Russian authorities have made the Arctic a top priority and big sums are to be invested in new regional industry and infrastructure.
But thawing permafrost could potentially complicate those plans. Across the country’s north, buildings, roads and industrial installations are slowly sliding into the ground.
Decision makers in Moscow now increasingly see the permafrost thaw as an issue of concern, and measures are taken to step up mapping.
According to Minister of Natural Resources Aleksandr Kozlov, a state monitoring system for the permafrost will be established, and this system will be anchored in federal legislation.

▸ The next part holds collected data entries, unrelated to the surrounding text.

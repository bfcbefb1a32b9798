//! Benchmarks for the record codec and the debit path.
//!
//! ## Running Benchmarks
//!
//! ```bash
//! # Run all benchmarks
//! cargo bench
//!
//! # Run one group
//! cargo bench -- record_codec
//! ```
//!
//! Results are saved to `target/criterion/` with HTML reports.

use criterion::{
    black_box, criterion_group, criterion_main, BatchSize, BenchmarkId, Criterion, Throughput,
};
use std::time::Duration;

use chrono::NaiveDate;
use rand::{RngCore, SeedableRng};
use rand_chacha::ChaCha8Rng;

use cdmx_card::clock::FixedClock;
use cdmx_card::config::EngineConfig;
use cdmx_card::engine::{SaleRequest, TransactionEngine};
use cdmx_card::records::{Contract, Environment, Event, Record, RECORD_SIZE};
use cdmx_card::session::CardSerial;
use cdmx_card::sim::{MemoryCard, MemorySam};

// ============================================================================
// HELPER FUNCTIONS
// ============================================================================

/// Deterministic random records (same seed = same bytes)
fn random_records(count: usize, seed: u64) -> Vec<Vec<u8>> {
    let mut rng = ChaCha8Rng::seed_from_u64(seed);
    (0..count)
        .map(|_| {
            let mut bytes = vec![0u8; RECORD_SIZE];
            rng.fill_bytes(&mut bytes);
            bytes
        })
        .collect()
}

/// Engine over a card that already holds a sold contract and a full purse
fn sold_card_engine() -> (TransactionEngine<MemoryCard, MemorySam, FixedClock>, CardSerial) {
    let serial = CardSerial::from_u64(0xBE7C);
    let now = NaiveDate::from_ymd_opt(2025, 6, 1)
        .and_then(|d| d.and_hms_opt(8, 0, 0))
        .unwrap();
    let mut engine = TransactionEngine::new(
        MemoryCard::new(serial),
        MemorySam::unlocked(1),
        FixedClock::new(now),
        EngineConfig::default(),
    );
    let request = SaleRequest::from_profile(&engine.config().profile, 500_000, 1);
    let sale = engine.purchase(&serial, request);
    assert!(sale.is_ok(), "{}", sale.message);
    (engine, serial)
}

// ============================================================================
// BENCHMARK: Record codec
// ============================================================================

fn bench_record_codec(c: &mut Criterion) {
    let mut group = c.benchmark_group("record_codec");
    group.measurement_time(Duration::from_secs(5));

    let records = random_records(1_000, 7);
    group.throughput(Throughput::Elements(records.len() as u64));

    group.bench_function("contract_unpack", |b| {
        b.iter(|| {
            for bytes in &records {
                black_box(Contract::unpack(1, black_box(bytes)).unwrap());
            }
        })
    });

    let contracts: Vec<Contract> = records
        .iter()
        .map(|bytes| Contract::unpack(1, bytes).unwrap())
        .collect();
    group.bench_function("contract_pack", |b| {
        b.iter(|| {
            for contract in &contracts {
                black_box(contract.pack().unwrap());
            }
        })
    });

    group.bench_function("event_unpack", |b| {
        b.iter(|| {
            for bytes in &records {
                black_box(Event::unpack(1, black_box(bytes)).unwrap());
            }
        })
    });

    group.bench_function("environment_roundtrip", |b| {
        b.iter(|| {
            for bytes in &records {
                let env = Environment::unpack(1, bytes).unwrap();
                black_box(env.pack().unwrap());
            }
        })
    });

    group.finish();
}

// ============================================================================
// BENCHMARK: Debit path
// ============================================================================
// Fresh card read, precondition checks, MAC, one or more sessions

fn bench_debit(c: &mut Criterion) {
    let mut group = c.benchmark_group("debit");
    group.measurement_time(Duration::from_secs(10));
    group.sample_size(200);

    for amount in [500i64, 40_000, 100_000] {
        group.bench_with_input(BenchmarkId::new("amount", amount), &amount, |b, &amount| {
            b.iter_batched(
                sold_card_engine,
                |(mut engine, serial)| black_box(engine.debit(&serial, 1, amount, 9, None)),
                BatchSize::SmallInput,
            );
        });
    }

    group.finish();
}

// ============================================================================
// CRITERION ENTRY POINT
// ============================================================================

criterion_group!(benches, bench_record_codec, bench_debit);

criterion_main!(benches);
//! Time source for the engine.
//!
//! Business rules compare against "today" (expiration) and "now" (event
//! timestamps, passback). Injecting the clock keeps those rules testable.

use std::cell::Cell;

use chrono::{Duration, Local, NaiveDate, NaiveDateTime};

pub trait Clock {
    /// Local civil time.
    fn now(&self) -> NaiveDateTime;

    fn today(&self) -> NaiveDate {
        self.now().date()
    }
}

/// Wall clock in the local time zone.
#[derive(Debug, Clone, Copy, Default)]
pub struct SystemClock;

impl Clock for SystemClock {
    fn now(&self) -> NaiveDateTime {
        Local::now().naive_local()
    }
}

/// Manually driven clock for tests and simulations.
#[derive(Debug, Clone)]
pub struct FixedClock {
    now: Cell<NaiveDateTime>,
}

impl FixedClock {
    pub fn new(now: NaiveDateTime) -> Self {
        Self {
            now: Cell::new(now),
        }
    }

    pub fn set(&self, now: NaiveDateTime) {
        self.now.set(now);
    }

    pub fn advance(&self, by: Duration) {
        self.now.set(self.now.get() + by);
    }
}

impl Clock for FixedClock {
    fn now(&self) -> NaiveDateTime {
        self.now.get()
    }
}

impl<K: Clock + ?Sized> Clock for &K {
    fn now(&self) -> NaiveDateTime {
        (**self).now()
    }
}

#[cfg(test)]
mod tests {
    use super::*;

    #[test]
    fn test_fixed_clock_advance() {
        let start = NaiveDate::from_ymd_opt(2025, 3, 1)
            .unwrap()
            .and_hms_opt(23, 30, 0)
            .unwrap();
        let clock = FixedClock::new(start);
        clock.advance(Duration::hours(1));
        assert_eq!(clock.today(), NaiveDate::from_ymd_opt(2025, 3, 2).unwrap());
    }
}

“65 percent of Russia’s territory is located in the permafrost zone, but this is not mentioned in a single federal program document, despite the fact that the permafrost area is a vital component in the natural environment, of which the landscape, vegetation and coastline is dependent,” Kozlov says in a statement.
The melting already has major consequences for people living in the region, he explains.
“We see how the melting of the permafrost is triggering accidents at industrial and housing objects, therefore it is obvious that the state needs a system for monitoring and early-warning of negative consequences of the degradation of the permafrost,” he underlines.
“We have to protect the nature from environmental catastrophe,” he says.
The new monitoring system will be based on existing research installations managed by state meteorological authority Roshydromet, and two development phases are envisaged.
The first pilot phase will cover the period 2022-2024 and be based on experiences and methodology applied in Spitsbergen, Franz Josef Land and Severnaya Zemlya, the Ministry of Natural Resources said.
In addition to the federal monitoring system come several regional initiatives. In the Yamal-Nenets region, a laboratory for permafrost studies will this year be opened.
The lab is developed on an initiative from governor Dmitry Artyukhov, according to the regional government. It is believed to be the first of its kind in Russia.
“Climate change and the melting of the permafrost is a huge challenge not only to Yamal, but to the whole of Russia,” Artyukhov says.